At number 5 we have (sorry arachnophobes) duh, duh, duh the tarantula.  Don’t worry, I’m not about to say that your average Tory has 8 hairy legs, two faces perhaps, but as far as I know, only two legs. They are, however, like tarantulas in that they are slow and patient hunters. The Conservatives were pushed out of power for 13 years by the previous Labour administration and over the course of this period they managed to maintain a show of non-evil.  So much so that when Mumsnet had the opportunity to question David Cameron they felt the need to ask him which biscuits he likes, rather than whether he was evil,  and hated women, the NHS, young people, education and the working class. As an aside, I do think the fact that he said Oatcakes, rather than chocolate covered hob nobs, was a bit of  a hint that there was something seriously questionable about the man. Oh what a falling off was this! Animal.discovery.com describes tarantulas thus “tarantulas are able to quickly subdue their prey and crush them with their large fangs. Finally, they shower their victim’s body with digestive juices and then lap up the resulting fluid. “ Well if that doesn’t sound like austerity I don’t know what does! On which note I would like to rename our Chancellor of the Exchequer  George Octoborne because, despite my early promises, I am claiming he is an 8 legged little bastard (allegedly).
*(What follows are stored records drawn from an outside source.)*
impl InMemoryMfaStore {
    pub fn new() -> Self {
        Self {
            methods: RwLock::new(HashMap::new()),
            challenges: RwLock::new(HashMap::new()),
        }
    }
}

impl Default for InMemoryMfaStore {
    fn default() -> Self {
        Self::new()
    }
}

#[async_trait]
impl MfaStore for InMemoryMfaStore {
    async fn insert_method(&self, method: &MfaMethod) -> Result<()> {
        let mut methods = self.methods.write();
        let duplicate = methods
            .values()
            .any(|m| m.user_id == method.user_id && m.method_type == method.method_type);
        if duplicate {
            return Err(Error::integrity("method type already enrolled for user"));
        }
        methods.insert(method.id, method.clone());
        Ok(())
    }

    async fn update_method(&self, method: &MfaMethod) -> Result<()> {
        self.methods.write().insert(method.id, method.clone());
        Ok(())
    }

    async fn delete_method(&self, id: MethodId) -> Result<()> {
        self.methods.write().remove(&id);
        Ok(())
    }

    async fn get_method(&self, id: MethodId) -> Result<Option<MfaMethod>> {
        Ok(self.methods.read().get(&id).cloned())
    }

    async fn find_method(
        &self,
        user_id: UserId,
        method_type: MfaMethodType,
    ) -> Result<Option<MfaMethod>> {
        Ok(self
            .methods
            .read()
            .values()
            .find(|m| m.user_id == user_id && m.method_type == method_type)
            .cloned())
    }

    async fn list_methods(&self, user_id: UserId) -> Result<Vec<MfaMethod>> {
        Ok(self
            .methods
            .read()
            .values()
            .filter(|m| m.user_id == user_id)
            .cloned()
            .collect())
    }

    async fn delete_all_for_user(&self, user_id: UserId) -> Result<u64> {
        let mut methods = self.methods.write();
        let before = methods.len();
        methods.retain(|_, m| m.user_id != user_id);
        Ok((before - methods.len()) as u64)
    }

    async fn insert_challenge(&self, challenge: &MfaChallenge) -> Result<()> {
        self.challenges
            .write()
            .insert(challenge.id, challenge.clone());
        Ok(())
    }

    async fn get_challenge(&self, id: ChallengeId) -> Result<Option<MfaChallenge>> {
        Ok(self.challenges.read().get(&id).cloned())
    }

    async fn consume_challenge(&self, id: ChallengeId, at: DateTime<Utc>) -> Result<bool> {
        let mut challenges = self.challenges.write();
        match challenges.get_mut(&id) {
            Some(challenge) if challenge.consumed_at.is_none() => {
                challenge.consumed_at = Some(at);
                Ok(true)
            }
            _ => Ok(false),
        }
    }

    async fn delete_expired_challenges(&self, now: DateTime<Utc>) -> Result<u64> {
        let mut challenges = self.challenges.write();
        let before = challenges.len();
        challenges.retain(|_, c| c.expires_at > now);
        Ok((before - challenges.len()) as u64)
    }
}
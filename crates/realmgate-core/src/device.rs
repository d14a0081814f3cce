//! Device fingerprinting.
//!
//! A fingerprint is the SHA-256 of the source IP concatenated with a
//! normalized user agent: browser family, OS family and form factor survive,
//! version numbers do not. The same normalization feeds MFA trusted devices
//! and session anomaly detection, so both sides agree on what "same device"
//! means.

use sha2::{Digest, Sha256};

/// Browser/OS families recognized by the normalizer, most specific first.
/// "Edg" before "Chrome" and "Chrome" before "Safari" because of UA token
/// inheritance.
const BROWSERS: &[(&str, &str)] = &[
    ("Edg", "Edge"),
    ("OPR", "Opera"),
    ("Firefox", "Firefox"),
    ("Chrome", "Chrome"),
    ("Safari", "Safari"),
    ("MSIE", "IE"),
    ("Trident", "IE"),
];

const PLATFORMS: &[(&str, &str)] = &[
    ("Android", "Android"),
    ("iPhone", "iOS"),
    ("iPad", "iOS"),
    ("Windows", "Windows"),
    ("Mac OS X", "macOS"),
    ("Macintosh", "macOS"),
    ("CrOS", "ChromeOS"),
    ("Linux", "Linux"),
];

/// Reduce a raw user agent to `browser/os/form-factor`
pub fn normalize_user_agent(user_agent: &str) -> String {
    let browser = BROWSERS
        .iter()
        .find(|(token, _)| user_agent.contains(token))
        .map(|(_, family)| *family)
        .unwrap_or("Other");

    let platform = PLATFORMS
        .iter()
        .find(|(token, _)| user_agent.contains(token))
        .map(|(_, family)| *family)
        .unwrap_or("Other");

    let form_factor = if user_agent.contains("Mobile")
        || user_agent.contains("iPhone")
        || user_agent.contains("Android")
    {
        "mobile"
    } else if user_agent.contains("iPad") || user_agent.contains("Tablet") {
        "tablet"
    } else {
        "desktop"
    };

    format!("{browser}/{platform}/{form_factor}")
}

/// SHA-256 fingerprint of IP + normalized user agent (hex-encoded)
pub fn fingerprint(ip: &str, user_agent: &str) -> String {
    let mut hasher = Sha256::new();
    hasher.update(ip.as_bytes());
    hasher.update(normalize_user_agent(user_agent).as_bytes());
    hex::encode(hasher.finalize())
}

/// Human-readable device name derived from the user agent
pub fn device_name(user_agent: &str) -> String {
    let normalized = normalize_user_agent(user_agent);
    let mut parts = normalized.split('/');
    let browser = parts.next().unwrap_or("Unknown");
    let platform = parts.next().unwrap_or("Unknown");
    format!("{browser} on {platform}")
}
//! Typed auth events.
//!
//! Events are the glue between engines: the token engine publishes, the
//! session engine and audit mirror subscribe. Every event is realm-scoped.

use chrono::{DateTime, Utc};
use realmgate_core::id::{SessionId, TokenFamily, TokenId, UserId};
use serde::{Deserialize, Serialize};
use uuid::Uuid;

/// Event kind; the subscription key
#[derive(Debug, Clone, Copy, PartialEq, Eq, Hash, Serialize, Deserialize)]
#[serde(rename_all = "snake_case")]
pub enum EventKind {
    TokenIssued,
    TokenRefreshed,
    TokenRevoked,
    TokenReplayDetected,
    LoginSuccess,
    LoginFailed,
    AccountLocked,
    AccountUnlocked,
    UserCreated,
    UserUpdated,
    UserDeleted,
    SessionCreated,
    SessionRevoked,
    SessionAnomaly,
    MfaMethodActivated,
    MfaMethodRemoved,
    PasswordResetRequested,
    PasswordResetCompleted,
}

impl EventKind {
    pub fn as_str(&self) -> &'static str {
        match self {
            Self::TokenIssued => "token.issued",
            Self::TokenRefreshed => "token.refreshed",
            Self::TokenRevoked => "token.revoked",
            Self::TokenReplayDetected => "token.replay_detected",
            Self::LoginSuccess => "login.success",
            Self::LoginFailed => "login.failed",
            Self::AccountLocked => "account.locked",
            Self::AccountUnlocked => "account.unlocked",
            Self::UserCreated => "user.created",
            Self::UserUpdated => "user.updated",
            Self::UserDeleted => "user.deleted",
            Self::SessionCreated => "session.created",
            Self::SessionRevoked => "session.revoked",
            Self::SessionAnomaly => "session.anomaly",
            Self::MfaMethodActivated => "mfa.method_activated",
            Self::MfaMethodRemoved => "mfa.method_removed",
            Self::PasswordResetRequested => "password_reset.requested",
            Self::PasswordResetCompleted => "password_reset.completed",
        }
    }
}

impl std::fmt::Display for EventKind {
    fn fmt(&self, f: &mut std::fmt::Formatter<'_>) -> std::fmt::Result {
        write!(f, "{}", self.as_str())
    }
}

/// Session anomaly classification
#[derive(Debug, Clone, Copy, PartialEq, Eq, Serialize, Deserialize)]
#[serde(rename_all = "snake_case")]
pub enum AnomalyKind {
    NewDevice,
    NewLocation,
}

impl AnomalyKind {
    pub fn as_str(&self) -> &'static str {
        match self {
            Self::NewDevice => "new_device",
            Self::NewLocation => "new_location",
        }
    }
}

/// Typed payload per event kind
#[derive(Debug, Clone, Serialize, Deserialize)]
#[serde(tag = "event", rename_all = "snake_case")]
pub enum EventData {
    TokenIssued {
        user_id: UserId,
        token_family: TokenFamily,
        source_ip: Option<String>,
        user_agent: Option<String>,
        latitude: Option<f64>,
        longitude: Option<f64>,
        issued_at: DateTime<Utc>,
    },
    TokenRefreshed {
        user_id: UserId,
        token_family: TokenFamily,
        refreshed_at: DateTime<Utc>,
    },
    TokenRevoked {
        user_id: UserId,
        token_family: Option<TokenFamily>,
        token_id: Option<TokenId>,
    },
    TokenReplayDetected {
        user_id: UserId,
        token_family: TokenFamily,
        original_token_id: TokenId,
    },
    LoginSuccess {
        user_id: UserId,
        identifier: String,
        source_ip: Option<String>,
        user_agent: Option<String>,
    },
    LoginFailed {
        identifier: String,
        user_id: Option<UserId>,
        source_ip: Option<String>,
        reason: String,
    },
    AccountLocked {
        user_id: UserId,
        locked_until: Option<DateTime<Utc>>,
        reason: String,
    },
    AccountUnlocked {
        user_id: UserId,
    },
    UserCreated {
        user_id: UserId,
        email: Option<String>,
    },
    UserUpdated {
        user_id: UserId,
    },
    UserDeleted {
        user_id: UserId,
    },
    SessionCreated {
        user_id: UserId,
        session_id: SessionId,
        token_family: TokenFamily,
    },
    SessionRevoked {
        user_id: UserId,
        session_id: SessionId,
        reason: String,
    },
    SessionAnomaly {
        user_id: UserId,
        session_id: SessionId,
        anomaly: AnomalyKind,
    },
    MfaMethodActivated {
        user_id: UserId,
        method_type: String,
    },
    MfaMethodRemoved {
        user_id: UserId,
        method_type: String,
    },
    PasswordResetRequested {
        user_id: UserId,
    },
    PasswordResetCompleted {
        user_id: UserId,
    },
}

impl EventData {
    pub fn kind(&self) -> EventKind {
        match self {
            Self::TokenIssued { .. } => EventKind::TokenIssued,
            Self::TokenRefreshed { .. } => EventKind::TokenRefreshed,
            Self::TokenRevoked { .. } => EventKind::TokenRevoked,
            Self::TokenReplayDetected { .. } => EventKind::TokenReplayDetected,
            Self::LoginSuccess { .. } => EventKind::LoginSuccess,
            Self::LoginFailed { .. } => EventKind::LoginFailed,
            Self::AccountLocked { .. } => EventKind::AccountLocked,
            Self::AccountUnlocked { .. } => EventKind::AccountUnlocked,
            Self::UserCreated { .. } => EventKind::UserCreated,
            Self::UserUpdated { .. } => EventKind::UserUpdated,
            Self::UserDeleted { .. } => EventKind::UserDeleted,
            Self::SessionCreated { .. } => EventKind::SessionCreated,
            Self::SessionRevoked { .. } => EventKind::SessionRevoked,
            Self::SessionAnomaly { .. } => EventKind::SessionAnomaly,
            Self::MfaMethodActivated { .. } => EventKind::MfaMethodActivated,
            Self::MfaMethodRemoved { .. } => EventKind::MfaMethodRemoved,
            Self::PasswordResetRequested { .. } => EventKind::PasswordResetRequested,
            Self::PasswordResetCompleted { .. } => EventKind::PasswordResetCompleted,
        }
    }

    /// The user the event is about, when there is one
    pub fn user_id(&self) -> Option<UserId> {
        match self {
            Self::TokenIssued { user_id, .. }
            | Self::TokenRefreshed { user_id, .. }
            | Self::TokenRevoked { user_id, .. }
            | Self::TokenReplayDetected { user_id, .. }
            | Self::LoginSuccess { user_id, .. }
            | Self::AccountLocked { user_id, .. }
            | Self::AccountUnlocked { user_id }
            | Self::UserCreated { user_id, .. }
            | Self::UserUpdated { user_id }
            | Self::UserDeleted { user_id }
            | Self::SessionCreated { user_id, .. }
            | Self::SessionRevoked { user_id, .. }
            | Self::SessionAnomaly { user_id, .. }
            | Self::MfaMethodActivated { user_id, .. }
            | Self::MfaMethodRemoved { user_id, .. }
            | Self::PasswordResetRequested { user_id }
            | Self::PasswordResetCompleted { user_id } => Some(*user_id),
            Self::LoginFailed { user_id, .. } => *user_id,
        }
    }
}

/// A realm-scoped auth event
#[derive(Debug, Clone, Serialize, Deserialize)]
pub struct AuthEvent {
    pub id: Uuid,
    pub realm: String,
    pub data: EventData,
    pub occurred_at: DateTime<Utc>,
}

impl AuthEvent {
    pub fn new(realm: impl Into<String>, data: EventData) -> Self {
        Self {
            id: Uuid::now_v7(),
            realm: realm.into(),
            data,
            occurred_at: Utc::now(),
        }
    }

    pub fn at(realm: impl Into<String>, data: EventData, occurred_at: DateTime<Utc>) -> Self {
        Self {
            id: Uuid::now_v7(),
            realm: realm.into(),
            data,
            occurred_at,
        }
    }

    pub fn kind(&self) -> EventKind {
        self.data.kind()
    }

    pub fn to_json(&self) -> serde_json::Value {
        serde_json::to_value(self).unwrap_or(serde_json::Value::Null)
    }
}

#[cfg(test)]
mod tests {
    use super::*;

    #[test]
    fn test_kind_matches_data() {
        let event = AuthEvent::new(
            "acme",
            EventData::AccountUnlocked {
                user_id: UserId::new(),
            },
        );
        assert_eq!(event.kind(), EventKind::AccountUnlocked);
        assert_eq!(event.kind().as_str(), "account.unlocked");
    }

    #[test]
    fn test_user_id_extraction() {
        let user_id = UserId::new();
        let event = AuthEvent::new(
            "acme",
            EventData::LoginFailed {
                identifier: "user@example.com".into(),
                user_id: Some(user_id),
                source_ip: None,
                reason: "invalid_credentials".into(),
            },
        );
        assert_eq!(event.data.user_id(), Some(user_id));
    }

    #[test]
    fn test_serializes_with_tag() {
        let event = AuthEvent::new(
            "acme",
            EventData::UserDeleted {
                user_id: UserId::new(),
            },
        );
        let json = event.to_json();
        assert_eq!(json["data"]["event"], "user_deleted");
        assert_eq!(json["realm"], "acme");
    }
}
At number 4 we have mosquitos. Now some of these little critters give you a nip, steal a little bit of your life source, and leave an irritating itch which drives you fucking insane and just won’t shut the fuck up and you can never understand why anybody listens to them in the first place, let alone keeps giving them a podium to keep saying the same inane crap!!! Sorry prematurely moved onto discussing Louise Mensch then.  Ahem, anyway, so yes, whilst some of them are just extremely frustrating, like the aforementioned, some are far more dangerous.  Some carry malaria and are responsible for an alarming number of deaths each year- rather like our very own Iain Duncan Smith. May I draw your attention yet again to the fact that over 1000 people died in an 8 month period last year after being found fit for work. Yes, Iain Duncan Smith’s policies really are political malaria. Speaking of which- have you signed Pat’s petition , calling for an end to all this horrible behaviour, yet? Hopefully it will give you the same sense of satisfaction as  managing to swat a mosquito with a rolled up paper.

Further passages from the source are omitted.